WHAT THE JOURNAL CAN DO

The businesspeople, numbering close to a hundred and including government representatives as well, had come to learn what the Journal can do to give them a leg up on their competition and keep them informed and current on everything that’s going on in the world of industry and business.

One small business owner, Amánda Karfakis, the president and CEO of Vitamin, a seven-employee “design and marketing boutique” that enhances brand perception and is located in Highlandtown, brought half her staff to the early a.m. meeting to see Dinkel and BBJ Editor Joanna Sullivan unveil the Journal’s newest product: a daily aggregation of news stories titled “Morning Edition” — which the Journal describes as “Daily business news essential to Greater Baltimore’s business leaders” — that is being sent out at 7:30 a.m. weekdays via email.

The BBJ also publishes — in addition to its weekly tabloid-style newspaper — a daily online frequently-updated edition and provides subscribers with various newsletters geared to specific industries, such as real estate and sporting news.
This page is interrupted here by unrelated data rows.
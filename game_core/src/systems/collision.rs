use crate::{Ball, Config, Contact, Paddle, Side};
use glam::Vec2;

/// Check the ball against walls, exits and paddles in priority order.
///
/// Only the first matching test fires. Bounces are applied to the ball here;
/// exits are only reported, the caller awards the point and resets.
pub fn check_contacts(ball: &mut Ball, paddles: &[Paddle; 2], config: &Config) -> Option<Contact> {
    let contact = find_contact(ball, paddles, config)?;

    let m = config.velocity_multiplier;
    let nudge = config.contact_nudge;
    match contact {
        Contact::BottomWall => bounce(ball, Vec2::new(m, -m), Vec2::new(0.0, -nudge), config),
        Contact::TopWall => bounce(ball, Vec2::new(m, -m), Vec2::new(0.0, nudge), config),
        Contact::LeftPaddle => bounce(ball, Vec2::new(-m, m), Vec2::new(nudge, 0.0), config),
        Contact::RightPaddle => bounce(ball, Vec2::new(-m, m), Vec2::new(-nudge, 0.0), config),
        Contact::RightExit | Contact::LeftExit => {}
    }

    Some(contact)
}

fn find_contact(ball: &Ball, paddles: &[Paddle; 2], config: &Config) -> Option<Contact> {
    let Vec2 { x: bx, y: by } = ball.pos;
    let reach = config.paddle_reach();
    let left = &paddles[Side::Left.index()];
    let right = &paddles[Side::Right.index()];

    if by > config.game_height {
        Some(Contact::BottomWall)
    } else if by < 0.0 {
        Some(Contact::TopWall)
    } else if bx > config.game_width {
        Some(Contact::RightExit)
    } else if bx < 0.0 {
        Some(Contact::LeftExit)
    } else if bx < reach && left.spans(by, config.paddle_height) {
        Some(Contact::LeftPaddle)
    } else if bx > config.game_width - reach && right.spans(by, config.paddle_height) {
        Some(Contact::RightPaddle)
    } else {
        None
    }
}

fn bounce(ball: &mut Ball, scale: Vec2, nudge: Vec2, config: &Config) {
    ball.vel *= scale;
    if let Some(max) = config.max_ball_speed {
        ball.vel = ball.vel.clamp_length_max(max);
    }
    ball.pos += nudge;
}
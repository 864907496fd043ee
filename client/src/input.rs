//! Keyboard input handling

use game_core::{FrameInput, PaddleInput};
use macroquad::input::{is_key_down, KeyCode};

/// Up/down keys for one paddle
#[derive(Debug, Clone, Copy)]
pub struct Controls {
    pub up: KeyCode,
    pub down: KeyCode,
}

pub const LEFT_CONTROLS: Controls = Controls {
    up: KeyCode::W,
    down: KeyCode::S,
};

pub const RIGHT_CONTROLS: Controls = Controls {
    up: KeyCode::Up,
    down: KeyCode::Down,
};

impl Controls {
    fn read(&self, is_down: &impl Fn(KeyCode) -> bool) -> PaddleInput {
        PaddleInput::new(is_down(self.up), is_down(self.down))
    }
}

/// Build this frame's input from a key-state query
pub fn frame_input(is_down: impl Fn(KeyCode) -> bool) -> FrameInput {
    FrameInput {
        left: LEFT_CONTROLS.read(&is_down),
        right: RIGHT_CONTROLS.read(&is_down),
    }
}

/// Poll the window's keyboard
pub fn read_frame_input() -> FrameInput {
    frame_input(is_key_down)
}

#[cfg(test)]
mod tests {
    use super::*;

    fn pressed(keys: &[KeyCode]) -> impl Fn(KeyCode) -> bool + '_ {
        move |key| keys.contains(&key)
    }

    #[test]
    fn test_no_keys() {
        assert_eq!(frame_input(pressed(&[])), FrameInput::default());
    }

    #[test]
    fn test_left_paddle_keys() {
        let input = frame_input(pressed(&[KeyCode::W]));
        assert_eq!(input.left, PaddleInput::new(true, false));
        assert_eq!(input.right, PaddleInput::default());

        let input = frame_input(pressed(&[KeyCode::S]));
        assert_eq!(input.left.direction(), 1);
    }

    #[test]
    fn test_right_paddle_keys() {
        let input = frame_input(pressed(&[KeyCode::Up, KeyCode::Down]));
        assert_eq!(input.right, PaddleInput::new(true, true));
        assert_eq!(input.left, PaddleInput::default());
    }

    #[test]
    fn test_both_players_at_once() {
        let input = frame_input(pressed(&[KeyCode::W, KeyCode::Down]));
        assert_eq!(input.left.direction(), -1);
        assert_eq!(input.right.direction(), 1);
    }
}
Its latest entry is the groundbreaking a.m. aggregation of overnight news that goes out to subscribers free of charge first thing in the morning, just as the workday is about to begin.
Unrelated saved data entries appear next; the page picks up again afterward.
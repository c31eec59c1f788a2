//! The backyard cuckoo hashing dictionary of Arbitman, Naor & Segev (2010).
//!
//! Most items live in the first level, an array of small bins. Items that don't fit into their
//! bin are placed into the "backyard": two cuckoo tables with a bounded, queue-driven eviction
//! procedure and cycle detection instead of unbounded cuckoo walks.
mod config;
pub use config::*;
mod core;
pub use self::core::*;
mod ctors;
mod dictionary;
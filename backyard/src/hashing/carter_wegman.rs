//! Implementation of the multiply-mod-prime hashing scheme from [Carter & Wegman, 1979].
//!
//! The family is pairwise independent, which is what the probing structures
//! ([`crate::queue::ConstantTimeQueue`], [`crate::collection::ConstantTimeCollection`]) rely on
//! for their rebuild-probability bounds.
//!
//! [Carter & Wegman, 1979]: https://doi.org/10.1016/0022-0000(79)90044-8
use super::common::sample_prime;
use backyard_core::{HashFunction, HashInput};
use rand::{Rng, SeedableRng};
use rand_xoshiro::Xoshiro256PlusPlus;

/// Parameters of a single function of the family.
#[derive(Debug, Default, Clone, Copy, PartialEq, Eq)]
pub struct CarterWegmanState {
    multiplier: u64,
    offset: u64,
    prime: u64,
}

impl CarterWegmanState {
    /// Draw a prime from the pool, then `a` from `[1, p)` and `b` from `[0, p)`.
    pub fn sample<R: Rng>(rng: &mut R) -> Self {
        let prime = sample_prime(rng);
        Self {
            multiplier: rng.random_range(1..prime),
            offset: rng.random_range(0..prime),
            prime,
        }
    }
}

/// Hashes an encoded word into `[0, range)` as `((a * x + b) mod p) mod range`.
#[inline]
pub fn carter_wegman(word: u128, range: u64, state: &CarterWegmanState) -> u64 {
    debug_assert!(range > 0, r#""range" must be greater than 0"#);
    debug_assert!(
        state.multiplier > 0 && state.multiplier < state.prime,
        r#""multiplier" must be in the range [1, prime-1]"#,
    );

    let prime = state.prime as u128;
    let x = word % prime;
    ((state.multiplier as u128 * x + state.offset as u128) % prime % range as u128) as u64
}

/// Re-samplable Carter-Wegman hash function.
#[derive(Debug, Clone)]
pub struct CarterWegmanHash {
    rng: Xoshiro256PlusPlus,
    range: u64,
    state: CarterWegmanState,
}

impl CarterWegmanHash {
    /// Get the current parameters.
    pub fn state(&self) -> &CarterWegmanState {
        &self.state
    }
}

impl HashFunction for CarterWegmanHash {
    fn from_seed(seed: u64, range: u64) -> Self {
        debug_assert!(range > 0, r#""range" must be greater than 0"#);

        let mut rng = Xoshiro256PlusPlus::seed_from_u64(seed);
        let state = CarterWegmanState::sample(&mut rng);
        Self { rng, range, state }
    }

    fn range(&self) -> u64 {
        self.range
    }

    fn set_range(&mut self, range: u64) {
        debug_assert!(range > 0, r#""range" must be greater than 0"#);
        self.range = range;
    }

    fn randomize_parameters(&mut self) {
        self.state = CarterWegmanState::sample(&mut self.rng);
    }

    #[inline]
    fn hash<T: HashInput>(&self, item: &T) -> u64 {
        carter_wegman(item.to_word(), self.range, &self.state)
    }
}
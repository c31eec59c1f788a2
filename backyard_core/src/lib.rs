//! Core trait and error declarations shared by the crates of the workspace.
pub mod core;
pub use self::core::*;
pub mod error;
pub use error::*;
Sullivan said the Journal is “excited about the prospects” for the new email and has gotten nothing but positive feedback so far.
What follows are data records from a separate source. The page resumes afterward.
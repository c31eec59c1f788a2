//! Implements the dictionary operations of [`BackyardCuckoo`].
use crate::engine::BackyardCuckoo;
use backyard_core::{BackyardError, Dictionary, HashFunction, Item};
use log::{trace, warn};

impl<T: Item, H: HashFunction> BackyardCuckoo<T, H> {
    /// Put an entry that is being moved around back into the queue.
    ///
    /// If even that fails the item is lost, so it's no longer counted.
    fn requeue(&mut self, entry: (T, bool), front: bool) -> Result<(), BackyardError> {
        let result = if front {
            self.queue.push_front(entry)
        } else {
            self.queue.push_back(entry)
        };
        if let Err(error) = &result {
            self.len -= 1;
            warn!("Dropped {:?} that could not be re-queued: {}", entry.0, error);
        }
        result
    }

    /// Insert the `item`.
    ///
    /// The item is appended to the queue and then up to `insert_iterations` placement steps are
    /// performed on the queue, starting from its head. Each step moves the entry in hand into
    /// a bin, into a free slot of a cuckoo table, or displaces the occupant of its cuckoo-table
    /// slot and continues with that occupant. Whatever is in hand when the steps run out goes to
    /// the front of the queue.
    ///
    /// Inserting a present item only performs the placement steps.
    ///
    /// # Notes
    ///
    /// - Every displacement records the displacing item together with the table it displaced
    ///   from. An item that comes back to displace from the same table again closes a cycle.
    /// - The cycle detector starts empty on every call, so the chain of an entry deferred to the
    ///   queue front is not remembered by the next call.
    ///
    /// # Errors
    ///
    /// - [`BackyardError::CapacityExceeded`] if the queue is full or the eviction chain grows
    ///   beyond the capacity of the cycle detector. A new item is not inserted if the queue
    ///   is full.
    pub fn insert(&mut self, item: T) -> Result<(), BackyardError> {
        if !self.contains(&item) {
            self.queue.push_back((item, true))?;
            self.len += 1;
        }
        self.detector.reset();

        let mut in_hand: Option<(T, bool)> = None;
        for _ in 0..self.insert_iterations {
            let (current, tag) = match in_hand.take().or_else(|| self.queue.pop_front()) {
                Some(entry) => entry,
                None => break,
            };

            if self.bins.insert(current) {
                continue;
            }

            let table = tag as usize;
            let slot = self.table_slot(table, &current);
            let occupant = match self.tables[table][slot] {
                Some(occupant) => occupant,
                None => {
                    self.tables[table][slot] = Some(current);
                    self.detector.reset();
                    continue;
                }
            };

            if self.detector.contains(&(current, tag)) {
                trace!("Eviction cycle at {:?}, moving it to the back of the queue", current);
                self.requeue((current, tag), false)?;
                self.detector.reset();
                continue;
            }

            if let Err(error) = self.detector.insert((current, tag)) {
                self.requeue((current, tag), true)?;
                return Err(error);
            }
            self.tables[table][slot] = Some(current);
            in_hand = Some((occupant, !tag));
        }

        if let Some(entry) = in_hand {
            trace!("Deferring placement of {:?}", entry.0);
            self.requeue(entry, true)?;
        }
        Ok(())
    }

    fn remove_from_tables(&mut self, item: &T) -> bool {
        for table in 0..2 {
            let slot = self.table_slot(table, item);
            if self.tables[table][slot].as_ref() == Some(item) {
                self.tables[table][slot] = None;
                return true;
            }
        }
        false
    }

    /// Remove the `item`, returns `false` if it wasn't present.
    pub fn remove(&mut self, item: &T) -> bool {
        let removed = self.bins.remove(item)
            || self.remove_from_tables(item)
            || self.queue.remove(&(*item, true))
            || self.queue.remove(&(*item, false));
        if removed {
            self.len -= 1;
        }
        removed
    }

    pub fn contains(&self, item: &T) -> bool {
        self.bins.contains(item)
            || self.table_holds(0, item)
            || self.table_holds(1, item)
            || self.queue.contains(&(*item, true))
            || self.queue.contains(&(*item, false))
    }
}

impl<T: Item, H: HashFunction> Dictionary<T> for BackyardCuckoo<T, H> {
    fn insert(&mut self, item: T) -> Result<(), BackyardError> {
        BackyardCuckoo::insert(self, item)
    }

    fn remove(&mut self, item: &T) -> bool {
        BackyardCuckoo::remove(self, item)
    }

    fn contains(&self, item: &T) -> bool {
        BackyardCuckoo::contains(self, item)
    }

    fn len(&self) -> usize {
        BackyardCuckoo::len(self)
    }
}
Despite being a business publication, Dinkel told the group that news about the sports industry — tickets, players, merchandise and memorabilia — was near the top of the list of BBJ stories that online readers have been clicking on.

However the BBJ is not unique in its belief that print-edition newspapers are far from dead. On Friday, a co-founder of Facebook and former Harvard roommate of the social networking giant’s 27-year-old CEO Mark Zuckerberg — who is in the process of taking Facebook public — announced he would become the majority owner of the venerable New Republic magazine and immediately assume chores as publisher and editor-in-chief.

Chris Hughes, the new-media guru who five years ago left Facebook to help run the highly successful online organizing machine and social network for then-candidate Barack Obama’s presidential campaign, simultaneously quelled fears he would kill TNR’s print edition, expressing instead surprising support for legacy publication.

The New Republic is known colloquially and affectionally by its adoring readers as TNR.

PRIMARILY A PRINT MAGAZINE

At a time when other magazines like Time and Newsweek are failing and providing fodder for the doom-and-gloomers of print media, Hughes declared The New Republic under his leadership would continue to be primarily a print magazine, although in an interview with the New York Times preceding his announcement he acknowledged the likelihood that in five to ten years, “if not sooner, the vast majority of The New Republic readers are likely to be reading it on a tablet,” such as a Kindle, Android or iPad.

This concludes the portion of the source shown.